I’ve been on it for a little over a month now, and have only had one day of paralyzing, flu-like fatigue.

Strangely, Lyrica seems to help my body respond well to ibuprofen. I try not to take ibuprofen (or any drugs, for that matter) unless I’m really hurting bad, and for years, it was like swallowing nothing. Now, combined with Lyrica, ibuprofen seems to take the edge off the full-body soreness and aches.

Lyrica hasn’t seemed to affect my athletic ability at all. In fact, since I’m hurting so much less, I can do more and not be completely wiped out.

Alcohol usage hasn’t seemed to change the way my body reacts to Lyrica, but I only drink 1-3 beers per week.

What’s Not Good

As far as side effects, other than the forgetfulness and sometimes feeling like I’m looking at life through beer goggles, my appetite is huge. Lyrica is reported to cause weight gain, but for me, it’s just caused a major appetite increase, which of course can lead to weight gain if I don’t practice restraint. Another aspect of the reported weight gain that I suspect is this: since Lyrica cuts down anxiety, I don’t obsess over food as much as I used to, which means I eat a bit more crap now, especially when out with friends.

A lot of the pain came back after two weeks of taking Lyrica. Mainly, my neck pain and spasms have returned, although they’re definitely not as bad as they’ve been in the past.

It’s expensive. Even with insurance and a manufacturer’s discount card, I’m paying $137 for a month’s supply of Lyrica. That number should go down some once my giant prescription deductible is met.

The forgetfulness and fogginess were so bad during my first week on Lyrica that I almost burned my house down. I’d put a pot of dry kidney beans on the stove to par-boil before putting them in the slow-cooker, then immediately forgot what I was doing.

I went outside with my dogs to enjoy a day off work and read in the backyard. After awhile, I started smelling foul smoke.
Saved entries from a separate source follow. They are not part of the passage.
use std::sync::Arc;

use crate::expression::ast::{Expr, ONE, ZERO};
use crate::foundation::error::{MolangError, MolangResult};

/// Interpolation scheme of a [`Curve`].
#[derive(Clone, Copy, Debug, PartialEq, Eq, Hash, serde::Serialize, serde::Deserialize)]
#[serde(rename_all = "snake_case")]
pub enum CurveType {
    /// Piecewise linear between time-sorted nodes.
    Linear,
    /// One cubic Bézier over exactly four control values.
    Bezier,
    /// Hermite-style segments with per-node left/right values and slopes.
    BezierChain,
    /// Catmull-Rom spline; the first and last nodes only shape the end tangents.
    CatmullRom,
}

impl CurveType {
    /// Parse a type name, ignoring ASCII case.
    pub fn from_name(name: &str) -> Option<Self> {
        [
            ("linear", Self::Linear),
            ("bezier", Self::Bezier),
            ("bezier_chain", Self::BezierChain),
            ("catmull_rom", Self::CatmullRom),
        ]
        .into_iter()
        .find(|(n, _)| n.eq_ignore_ascii_case(name))
        .map(|(_, t)| t)
    }

    /// Leading and trailing nodes that sit outside the visible time range.
    pub fn offset(self) -> usize {
        match self {
            Self::CatmullRom => 1,
            _ => 0,
        }
    }
}

/// One control point.
///
/// Plain nodes carry the same expression on both sides and zero slopes; only bezier-chain nodes
/// distinguish left from right.
#[derive(Debug, Clone)]
pub struct CurveNode {
    /// Normalized time, usually in `[0, 1]`.
    pub time: f32,
    /// Value approaching the node.
    pub left_value: Arc<Expr>,
    /// Value leaving the node.
    pub right_value: Arc<Expr>,
    /// Slope approaching the node.
    pub left_slope: Arc<Expr>,
    /// Slope leaving the node.
    pub right_slope: Arc<Expr>,
}

impl CurveNode {
    /// Node with a single value.
    pub fn new(time: f32, value: Arc<Expr>) -> Self {
        Self {
            time,
            left_value: Arc::clone(&value),
            right_value: value,
            left_slope: Arc::new(ZERO.clone()),
            right_slope: Arc::new(ZERO.clone()),
        }
    }

    /// Bezier-chain node with independent sides.
    pub fn chain(
        time: f32,
        left_value: Arc<Expr>,
        right_value: Arc<Expr>,
        left_slope: Arc<Expr>,
        right_slope: Arc<Expr>,
    ) -> Self {
        Self {
            time,
            left_value,
            right_value,
            left_slope,
            right_slope,
        }
    }

    /// Value of a single-valued node.
    pub fn value(&self) -> &Expr {
        &self.left_value
    }
}

/// Control points evaluated at `input / horizontal_range`.
#[derive(Debug, Clone)]
pub struct Curve {
    kind: CurveType,
    nodes: Vec<CurveNode>,
    input: Arc<Expr>,
    horizontal_range: Arc<Expr>,
}

impl Curve {
    /// Build a curve, sorting nodes by time.
    ///
    /// Fails when a bezier curve does not have exactly four nodes or when a node time is not
    /// finite. Equal times keep their given order.
    pub fn new(
        kind: CurveType,
        mut nodes: Vec<CurveNode>,
        input: Arc<Expr>,
        horizontal_range: Arc<Expr>,
    ) -> MolangResult<Self> {
        if kind == CurveType::Bezier && nodes.len() != 4 {
            return Err(MolangError::construction(format!(
                "bezier curve expects 4 nodes, got {}",
                nodes.len()
            )));
        }
        if let Some(bad) = nodes.iter().find(|n| !n.time.is_finite()) {
            return Err(MolangError::construction(format!(
                "curve node time must be finite, got {}",
                bad.time
            )));
        }
        nodes.sort_by(|a, b| a.time.total_cmp(&b.time));
        Ok(Self {
            kind,
            nodes,
            input,
            horizontal_range,
        })
    }

    /// Build a curve over `input` with the default horizontal range of `1`.
    pub fn with_input(
        kind: CurveType,
        nodes: Vec<CurveNode>,
        input: Arc<Expr>,
    ) -> MolangResult<Self> {
        Self::new(kind, nodes, input, Arc::new(ONE.clone()))
    }

    /// Interpolation scheme.
    pub fn kind(&self) -> CurveType {
        self.kind
    }

    /// Nodes in ascending time order.
    pub fn nodes(&self) -> &[CurveNode] {
        &self.nodes
    }

    /// Input expression.
    pub fn input(&self) -> &Expr {
        &self.input
    }

    /// Horizontal range expression.
    pub fn horizontal_range(&self) -> &Expr {
        &self.horizontal_range
    }
}

#[cfg(test)]
#[path = "../../tests/unit/curve/model.rs"]
mod tests;
use std::sync::Arc;

use super::*;
use crate::expression::ast::{Expr, Scope};
use crate::{EmptyEnvironment, MolangContext};

fn c(v: f32) -> Arc<Expr> {
    Arc::new(Expr::Constant(v))
}

fn curve(kind: CurveType, points: &[(f32, f32)], input: f32) -> Curve {
    let nodes = points.iter().map(|&(t, v)| CurveNode::new(t, c(v))).collect();
    Curve::with_input(kind, nodes, c(input)).unwrap()
}

fn at(curve: &Curve) -> f32 {
    curve.evaluate(&mut EmptyEnvironment::default())
}

#[test]
fn linear_midpoint() {
    assert_eq!(at(&curve(CurveType::Linear, &[(0.0, 0.0), (1.0, 10.0)], 0.5)), 5.0);
    assert_eq!(at(&curve(CurveType::Linear, &[(0.0, 0.0), (0.5, 10.0), (1.0, 20.0)], 0.75)), 15.0);
}

#[test]
fn linear_clamps_outside_the_nodes() {
    let pts = [(0.0, 0.0), (1.0, 10.0)];
    assert_eq!(at(&curve(CurveType::Linear, &pts, -1.0)), 0.0);
    assert_eq!(at(&curve(CurveType::Linear, &pts, 2.0)), 10.0);
    assert_eq!(at(&curve(CurveType::Linear, &[(0.3, 4.0)], 0.9)), 4.0);
}

#[test]
fn empty_curve_is_zero_and_zero_range_is_one() {
    assert_eq!(at(&curve(CurveType::Linear, &[], 0.5)), 0.0);
    let nodes = vec![CurveNode::new(0.0, c(7.0))];
    let flat = Curve::new(CurveType::Linear, nodes, c(0.5), c(0.0)).unwrap();
    assert_eq!(at(&flat), 1.0);
}

#[test]
fn input_is_divided_by_horizontal_range() {
    let mut env = MolangContext::new();
    env.set_query("age", 5.0);
    env.set_query("lifetime", 10.0);
    let nodes = vec![CurveNode::new(0.0, c(0.0)), CurveNode::new(1.0, c(10.0))];
    let curve = Curve::new(
        CurveType::Linear,
        nodes,
        Arc::new(Expr::reference(Scope::Query, "age")),
        Arc::new(Expr::reference(Scope::Query, "lifetime")),
    )
    .unwrap();
    assert_eq!(curve.evaluate(&mut env), 5.0);
}

#[test]
fn bezier_uses_four_control_values() {
    let pts = [(0.0, 0.0), (0.33, 0.0), (0.66, 1.0), (1.0, 1.0)];
    assert_eq!(at(&curve(CurveType::Bezier, &pts, 0.5)), 0.5);
    assert_eq!(at(&curve(CurveType::Bezier, &pts, 0.0)), 0.0);
    assert_eq!(at(&curve(CurveType::Bezier, &pts, 1.0)), 1.0);
}

#[test]
fn catmull_rom_skips_end_nodes() {
    let pts = [(0.0, 0.0), (0.0, 1.0), (1.0, 2.0), (2.0, 3.0)];
    let spline = curve(CurveType::CatmullRom, &pts, 0.5);
    assert_eq!(spline.node_index(0.5), 1);
    assert_eq!(at(&spline), 1.5);
}

#[test]
fn catmull_rom_with_too_few_nodes_returns_input() {
    let pts = [(0.0, 0.0), (1.0, 2.0)];
    assert_eq!(at(&curve(CurveType::CatmullRom, &pts, 0.25)), 0.25);
}

#[test]
fn bezier_chain_with_flat_slopes_eases() {
    let nodes = vec![
        CurveNode::chain(0.0, c(0.0), c(0.0), c(0.0), c(0.0)),
        CurveNode::chain(1.0, c(1.0), c(1.0), c(0.0), c(0.0)),
    ];
    let chain = Curve::with_input(CurveType::BezierChain, nodes, c(0.5)).unwrap();
    assert_eq!(at(&chain), 0.5);
}

#[test]
fn bezier_chain_reads_sides_and_holds_last_right_value() {
    let nodes = vec![
        CurveNode::chain(0.0, c(9.0), c(0.0), c(0.0), c(3.0)),
        CurveNode::chain(1.0, c(3.0), c(-1.0), c(3.0), c(0.0)),
    ];
    // Slope 3 on both inner handles over a unit span makes the segment a straight line.
    let mid = Curve::with_input(CurveType::BezierChain, nodes.clone(), c(0.25)).unwrap();
    assert!((at(&mid) - 0.75).abs() < 1e-6);
    let past = Curve::with_input(CurveType::BezierChain, nodes, c(2.0)).unwrap();
    assert_eq!(at(&past), -1.0);
}

#[test]
fn node_index_picks_last_node_at_or_before_input() {
    let lin = curve(CurveType::Linear, &[(0.0, 0.0), (0.5, 1.0), (1.0, 2.0)], 0.0);
    assert_eq!(lin.node_index(-1.0), 0);
    assert_eq!(lin.node_index(0.5), 1);
    assert_eq!(lin.node_index(0.99), 1);
    assert_eq!(lin.node_index(5.0), 2);
}

#[test]
fn basis_functions() {
    assert_eq!(bezier(0.0, 0.0, 1.0, 1.0, 0.5), 0.5);
    assert_eq!(bezier(2.0, 5.0, 7.0, 3.0, 0.0), 2.0);
    assert_eq!(catmull_rom(0.0, 1.0, 2.0, 3.0, 0.5), 1.5);
    assert_eq!(catmull_rom(0.0, 1.0, 2.0, 3.0, 0.0), 1.0);
    assert_eq!(catmull_rom(0.0, 1.0, 2.0, 3.0, 1.0), 2.0);
}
I peaked over the neighbors’ fences to make sure their houses were okay. It wasn’t until I turned and saw white smoke pouring from the doorframe of my own house that I realized what was going on—sort of. Even then, I assumed it was an electrical fire. I ran into the house, fully intending to shut down the circuit breakers and see if the fire was something a household extinguisher could handle. It wasn’t until I saw the pot on the stove billowing smoke that I remembered it. FYI, extremely scorched kidney beans smell worse than a porta-potty. And no, the irony of a drug saving my life and almost killing me in the same week is definitely not lost in my fogginess.